PROVIDED RECORDS -
=== Section Start ===

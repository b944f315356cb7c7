//! Mock OcmClient for unit testing
//!
//! This module provides a mock implementation of `OcmClientTrait` that can
//! be used in unit tests without a running hub. Items live in memory per
//! collection; open watches can be fed events, ended, and their closes
//! counted. List, watch and get failures can be injected.

use crate::collection::Collection;
use crate::error::OcmError;
use crate::ocm_trait::OcmClientTrait;
use crate::watch::{WatchEvent, WatchHandle};
use serde_json::Value;
use std::collections::HashMap;
use std::sync::atomic::{AtomicUsize, Ordering};
use std::sync::{Arc, Mutex, MutexGuard, PoisonError};
use tokio::sync::mpsc;

const MOCK_WATCH_CAPACITY: usize = 64;

// A test that panicked while holding a lock must not poison the others
fn lock<T>(mutex: &Mutex<T>) -> MutexGuard<'_, T> {
    mutex.lock().unwrap_or_else(PoisonError::into_inner)
}

/// Mock OcmClient for testing
#[derive(Clone, Default)]
pub struct MockOcmClient {
    // In-memory storage for items, keyed by collection
    items: Arc<Mutex<HashMap<Collection, Vec<Value>>>>,
    // Senders of the watches currently open
    watchers: Arc<Mutex<Vec<mpsc::Sender<WatchEvent>>>>,
    // Injected failures
    list_failure: Arc<Mutex<Option<String>>>,
    watch_failure: Arc<Mutex<Option<String>>>,
    get_failure: Arc<Mutex<Option<String>>>,
    // Call accounting
    list_calls: Arc<AtomicUsize>,
    watch_opens: Arc<AtomicUsize>,
    watch_closes: Arc<AtomicUsize>,
}

impl std::fmt::Debug for MockOcmClient {
    fn fmt(&self, f: &mut std::fmt::Formatter<'_>) -> std::fmt::Result {
        f.debug_struct("MockOcmClient")
            .field("list_calls", &self.list_calls())
            .field("watch_opens", &self.watch_opens())
            .field("watch_closes", &self.watch_closes())
            .finish()
    }
}

impl MockOcmClient {
    /// Create a new, empty mock client
    pub fn new() -> Self {
        Self::default()
    }

    /// Replace the items of a collection (for test setup)
    pub fn set_items(&self, collection: &Collection, items: Vec<Value>) {
        lock(&self.items).insert(collection.clone(), items);
    }

    /// Make every following `list` fail with `message`, or succeed again with `None`
    pub fn set_list_failure(&self, message: Option<&str>) {
        *lock(&self.list_failure) = message.map(str::to_string);
    }

    /// Make every following `watch` fail with `message`, or succeed again with `None`
    pub fn set_watch_failure(&self, message: Option<&str>) {
        *lock(&self.watch_failure) = message.map(str::to_string);
    }

    /// Make every following `get` fail with `message`, or succeed again with `None`
    pub fn set_get_failure(&self, message: Option<&str>) {
        *lock(&self.get_failure) = message.map(str::to_string);
    }

    /// Deliver an event to every open watch. Returns how many received it.
    pub async fn emit(&self, event: WatchEvent) -> usize {
        let senders: Vec<_> = lock(&self.watchers).clone();
        let mut delivered = 0;
        for sender in senders {
            if sender.send(event.clone()).await.is_ok() {
                delivered += 1;
            }
        }
        delivered
    }

    /// End every open watch, as if the server had closed them.
    pub fn end_watches(&self) {
        lock(&self.watchers).clear();
    }

    pub fn list_calls(&self) -> usize {
        self.list_calls.load(Ordering::SeqCst)
    }

    pub fn watch_opens(&self) -> usize {
        self.watch_opens.load(Ordering::SeqCst)
    }

    pub fn watch_closes(&self) -> usize {
        self.watch_closes.load(Ordering::SeqCst)
    }
}

fn item_name(item: &Value) -> Option<&str> {
    item.pointer("/metadata/name").and_then(Value::as_str)
}

#[async_trait::async_trait]
impl OcmClientTrait for MockOcmClient {
    async fn list(&self, collection: &Collection) -> Result<Vec<Value>, OcmError> {
        self.list_calls.fetch_add(1, Ordering::SeqCst);
        if let Some(message) = lock(&self.list_failure).clone() {
            return Err(OcmError::UnexpectedResponse(message));
        }
        Ok(lock(&self.items)
            .get(collection)
            .cloned()
            .unwrap_or_default())
    }

    async fn watch(&self, _collection: &Collection) -> Result<WatchHandle, OcmError> {
        if let Some(message) = lock(&self.watch_failure).clone() {
            return Err(OcmError::Watch(message));
        }
        self.watch_opens.fetch_add(1, Ordering::SeqCst);
        let (tx, rx) = mpsc::channel(MOCK_WATCH_CAPACITY);
        lock(&self.watchers).push(tx);
        let closes = self.watch_closes.clone();
        Ok(WatchHandle::new(rx, move || {
            closes.fetch_add(1, Ordering::SeqCst);
        }))
    }

    async fn get(&self, collection: &Collection, name: &str) -> Result<Value, OcmError> {
        if let Some(message) = lock(&self.get_failure).clone() {
            return Err(OcmError::UnexpectedResponse(message));
        }
        lock(&self.items)
            .get(collection)
            .and_then(|items| items.iter().find(|item| item_name(item) == Some(name)))
            .cloned()
            .ok_or_else(|| OcmError::NotFound(format!("{collection}/{name}")))
    }
}
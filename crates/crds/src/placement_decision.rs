//! PlacementDecision resource
//!
//! Carries the clusters chosen for a Placement. The object has no spec, so
//! it cannot go through the `CustomResource` derive; `kube::Resource` is
//! implemented by hand instead.

use k8s_openapi::NamespaceResourceScope;
use k8s_openapi::apimachinery::pkg::apis::meta::v1::ObjectMeta;
use kube::Resource;
use serde::{Deserialize, Serialize};
use std::borrow::Cow;

#[derive(Debug, Clone, Serialize, Deserialize, Default)]
#[serde(rename_all = "camelCase")]
pub struct PlacementDecision {
    #[serde(default)]
    pub metadata: ObjectMeta,

    #[serde(default, skip_serializing_if = "Option::is_none")]
    pub status: Option<PlacementDecisionStatus>,
}

#[derive(Debug, Clone, Serialize, Deserialize, Default)]
#[serde(rename_all = "camelCase")]
pub struct PlacementDecisionStatus {
    #[serde(default)]
    pub decisions: Vec<ClusterDecision>,
}

#[derive(Debug, Clone, Serialize, Deserialize, Default, PartialEq, Eq)]
#[serde(rename_all = "camelCase")]
pub struct ClusterDecision {
    #[serde(default)]
    pub cluster_name: String,

    #[serde(default)]
    pub reason: String,
}

impl PlacementDecision {
    /// Names of the clusters selected by this decision, in decision order.
    pub fn cluster_names(&self) -> impl Iterator<Item = &str> {
        self.status
            .iter()
            .flat_map(|s| s.decisions.iter())
            .map(|d| d.cluster_name.as_str())
            .filter(|name| !name.is_empty())
    }
}

impl Resource for PlacementDecision {
    type DynamicType = ();
    type Scope = NamespaceResourceScope;

    fn kind(_: &()) -> Cow<'_, str> {
        "PlacementDecision".into()
    }

    fn group(_: &()) -> Cow<'_, str> {
        "cluster.open-cluster-management.io".into()
    }

    fn version(_: &()) -> Cow<'_, str> {
        "v1beta1".into()
    }

    fn plural(_: &()) -> Cow<'_, str> {
        "placementdecisions".into()
    }

    fn meta(&self) -> &ObjectMeta {
        &self.metadata
    }

    fn meta_mut(&mut self) -> &mut ObjectMeta {
        &mut self.metadata
    }
}
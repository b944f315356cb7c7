//! Prometheus metrics for stream sessions
//!
//! | Metric | Type |
//! |--------|------|
//! | `ocm_dashboard_active_streams` | Gauge |
//! | `ocm_dashboard_snapshots_sent_total` | Counter |
//! | `ocm_dashboard_stream_errors_total` | Counter |
//! | `ocm_dashboard_keepalives_sent_total` | Counter |

use crate::error::DashboardError;
use prometheus::{Encoder, IntCounter, IntGauge, Registry, TextEncoder};

#[derive(Clone)]
pub struct StreamMetrics {
    active_streams: IntGauge,
    snapshots_sent: IntCounter,
    stream_errors: IntCounter,
    keepalives_sent: IntCounter,
}

impl std::fmt::Debug for StreamMetrics {
    fn fmt(&self, f: &mut std::fmt::Formatter<'_>) -> std::fmt::Result {
        f.debug_struct("StreamMetrics")
            .field("active_streams", &self.active_streams.get())
            .field("snapshots_sent", &self.snapshots_sent.get())
            .field("stream_errors", &self.stream_errors.get())
            .field("keepalives_sent", &self.keepalives_sent.get())
            .finish()
    }
}

impl StreamMetrics {
    /// Creates the stream metrics and registers them with `registry`.
    ///
    /// Fails if any of them is already registered there.
    pub fn register(registry: &Registry) -> Result<Self, DashboardError> {
        let active_streams = IntGauge::new(
            "ocm_dashboard_active_streams",
            "Number of stream sessions currently open",
        )?;
        let snapshots_sent = IntCounter::new(
            "ocm_dashboard_snapshots_sent_total",
            "Snapshot frames written to stream clients",
        )?;
        let stream_errors = IntCounter::new(
            "ocm_dashboard_stream_errors_total",
            "Error frames written to stream clients",
        )?;
        let keepalives_sent = IntCounter::new(
            "ocm_dashboard_keepalives_sent_total",
            "Keepalive frames written to stream clients",
        )?;

        registry.register(Box::new(active_streams.clone()))?;
        registry.register(Box::new(snapshots_sent.clone()))?;
        registry.register(Box::new(stream_errors.clone()))?;
        registry.register(Box::new(keepalives_sent.clone()))?;

        Ok(Self {
            active_streams,
            snapshots_sent,
            stream_errors,
            keepalives_sent,
        })
    }

    /// Marks a session as open until the returned guard is dropped.
    pub fn session_started(&self) -> ActiveStreamGuard {
        self.active_streams.inc();
        ActiveStreamGuard {
            gauge: self.active_streams.clone(),
        }
    }

    pub fn snapshot_sent(&self) {
        self.snapshots_sent.inc();
    }

    pub fn error_sent(&self) {
        self.stream_errors.inc();
    }

    pub fn keepalive_sent(&self) {
        self.keepalives_sent.inc();
    }

    pub fn active_streams(&self) -> i64 {
        self.active_streams.get()
    }

    pub fn snapshots_sent(&self) -> u64 {
        self.snapshots_sent.get()
    }

    pub fn errors_sent(&self) -> u64 {
        self.stream_errors.get()
    }

    pub fn keepalives_sent(&self) -> u64 {
        self.keepalives_sent.get()
    }
}

/// Decrements the active stream gauge on drop.
#[derive(Debug)]
pub struct ActiveStreamGuard {
    gauge: IntGauge,
}

impl Drop for ActiveStreamGuard {
    fn drop(&mut self) {
        self.gauge.dec();
    }
}

/// Renders every metric in `registry` in the text exposition format.
pub fn render(registry: &Registry) -> Result<String, DashboardError> {
    let mut buffer = Vec::new();
    TextEncoder::new().encode(&registry.gather(), &mut buffer)?;
    String::from_utf8(buffer)
        .map_err(|e| DashboardError::Configuration(format!("metrics output is not UTF-8: {e}")))
}

#[cfg(test)]
mod tests {
    use super::*;

    #[test]
    fn test_register_twice_fails() {
        let registry = Registry::new();
        assert!(StreamMetrics::register(&registry).is_ok());
        assert!(StreamMetrics::register(&registry).is_err());
    }

    #[test]
    fn test_active_stream_guard() {
        let registry = Registry::new();
        let metrics = StreamMetrics::register(&registry).unwrap();
        let first = metrics.session_started();
        let second = metrics.session_started();
        assert_eq!(metrics.active_streams(), 2);
        drop(first);
        assert_eq!(metrics.active_streams(), 1);
        drop(second);
        assert_eq!(metrics.active_streams(), 0);
    }

    #[test]
    fn test_render_exposition() {
        let registry = Registry::new();
        let metrics = StreamMetrics::register(&registry).unwrap();
        metrics.snapshot_sent();
        metrics.snapshot_sent();
        metrics.keepalive_sent();

        let text = render(&registry).unwrap();
        assert!(text.contains("ocm_dashboard_snapshots_sent_total 2"));
        assert!(text.contains("ocm_dashboard_keepalives_sent_total 1"));
        assert!(text.contains("ocm_dashboard_stream_errors_total 0"));
        assert!(text.contains("# TYPE ocm_dashboard_active_streams gauge"));
    }
}
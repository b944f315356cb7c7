//! ManagedCluster CRD
//!
//! A cluster registered with the hub. Cluster scoped.

use crate::condition::Condition;
use kube::CustomResource;
use schemars::JsonSchema;
use serde::{Deserialize, Serialize};

#[derive(CustomResource, Debug, Clone, Serialize, Deserialize, JsonSchema, Default)]
#[kube(
    group = "cluster.open-cluster-management.io",
    version = "v1",
    kind = "ManagedCluster",
    status = "ManagedClusterStatus"
)]
#[serde(rename_all = "camelCase")]
pub struct ManagedClusterSpec {
    /// Whether the hub accepts the cluster's registration
    #[serde(default)]
    pub hub_accepts_client: bool,

    /// Endpoints the hub uses to reach the managed cluster's API server
    #[serde(default, skip_serializing_if = "Vec::is_empty")]
    pub managed_cluster_client_configs: Vec<ClientConfig>,

    /// Lease renewal interval reported by the klusterlet
    #[serde(default, skip_serializing_if = "Option::is_none")]
    pub lease_duration_seconds: Option<i32>,
}

#[derive(Debug, Clone, Serialize, Deserialize, JsonSchema, Default, PartialEq, Eq)]
#[serde(rename_all = "camelCase")]
pub struct ClientConfig {
    #[serde(default)]
    pub url: String,

    #[serde(default, skip_serializing_if = "Option::is_none")]
    pub ca_bundle: Option<String>,
}

#[derive(Debug, Clone, Serialize, Deserialize, JsonSchema, Default)]
#[serde(rename_all = "camelCase")]
pub struct ManagedClusterStatus {
    #[serde(default)]
    pub conditions: Vec<Condition>,

    /// Versions reported by the managed cluster
    #[serde(default, skip_serializing_if = "Option::is_none")]
    pub version: Option<ManagedClusterVersion>,
}

#[derive(Debug, Clone, Serialize, Deserialize, JsonSchema, Default, PartialEq, Eq)]
#[serde(rename_all = "camelCase")]
pub struct ManagedClusterVersion {
    /// Kubernetes version of the managed cluster (e.g. "v1.30.2")
    #[serde(default, skip_serializing_if = "Option::is_none")]
    pub kubernetes: Option<String>,
}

=== Section End ===

PROBLEM DESCRIPTION -
Wherever a line of the entries holds the string "reported", copy that line.

ANSWER FOR THIS EXERCISE -
    /// Lease renewal interval reported by the klusterlet
    /// Versions reported by the managed cluster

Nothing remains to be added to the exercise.